[Task details]
Take every line containing "crate" out of the records.

────

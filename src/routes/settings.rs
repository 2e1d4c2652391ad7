//! Settings routes: export, import, and bulk deletion of a user's data.

use axum::extract::State;
use axum::http::StatusCode;
use axum::http::header::{CONTENT_DISPOSITION, CONTENT_TYPE};
use axum::response::{IntoResponse, Json, Response};
use serde_json::Value;
use time::OffsetDateTime;

use crate::routes::auth::AuthUser;
use crate::routes::notes::note_error_to_status;
use crate::routes::profile::profile_error_to_status;
use crate::routes::transactions::transaction_error_to_status;
use crate::services::transfer::{self, DeleteSummary, ImportSummary, TransferError};
use crate::state::AppState;

pub(crate) fn transfer_error_to_status(err: &TransferError) -> StatusCode {
    match err {
        TransferError::MissingTransactions => StatusCode::BAD_REQUEST,
        TransferError::Database(_) => StatusCode::INTERNAL_SERVER_ERROR,
        TransferError::Profile(e) => profile_error_to_status(e),
        TransferError::Transactions(e) => transaction_error_to_status(e),
        TransferError::Notes(e) => note_error_to_status(e),
    }
}

/// `GET /api/settings/export`: the full data document as a download.
pub async fn export_data(State(state): State<AppState>, auth: AuthUser) -> Result<Response, StatusCode> {
    let doc = transfer::export_user_data(&state.pool, &auth.actor())
        .await
        .map_err(|e| transfer_error_to_status(&e))?;
    let body = serde_json::to_string_pretty(&doc).map_err(|_| StatusCode::INTERNAL_SERVER_ERROR)?;
    let filename = transfer::export_filename(OffsetDateTime::now_utc().date());

    Ok((
        [
            (CONTENT_TYPE, "application/json; charset=utf-8"),
            (CONTENT_DISPOSITION, &format!("attachment; filename=\"{filename}\"")),
        ],
        body,
    )
        .into_response())
}

/// `POST /api/settings/import`: add records from a previously exported document.
pub async fn import_data(
    State(state): State<AppState>,
    auth: AuthUser,
    Json(doc): Json<Value>,
) -> Result<Json<ImportSummary>, StatusCode> {
    transfer::import_user_data(&state.pool, &auth.actor(), &doc)
        .await
        .map(Json)
        .map_err(|e| transfer_error_to_status(&e))
}

/// `DELETE /api/settings/data`: remove every transaction and note.
pub async fn delete_data(State(state): State<AppState>, auth: AuthUser) -> Result<Json<DeleteSummary>, StatusCode> {
    transfer::delete_user_data(&state.pool, &auth.actor())
        .await
        .map(Json)
        .map_err(|e| transfer_error_to_status(&e))
}

#[cfg(test)]
#[path = "settings_test.rs"]
mod tests;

────

[Task result]
use crate::routes::auth::AuthUser;
use crate::routes::notes::note_error_to_status;
use crate::routes::profile::profile_error_to_status;
use crate::routes::transactions::transaction_error_to_status;
use crate::services::transfer::{self, DeleteSummary, ImportSummary, TransferError};
use crate::state::AppState;
pub(crate) fn transfer_error_to_status(err: &TransferError) -> StatusCode {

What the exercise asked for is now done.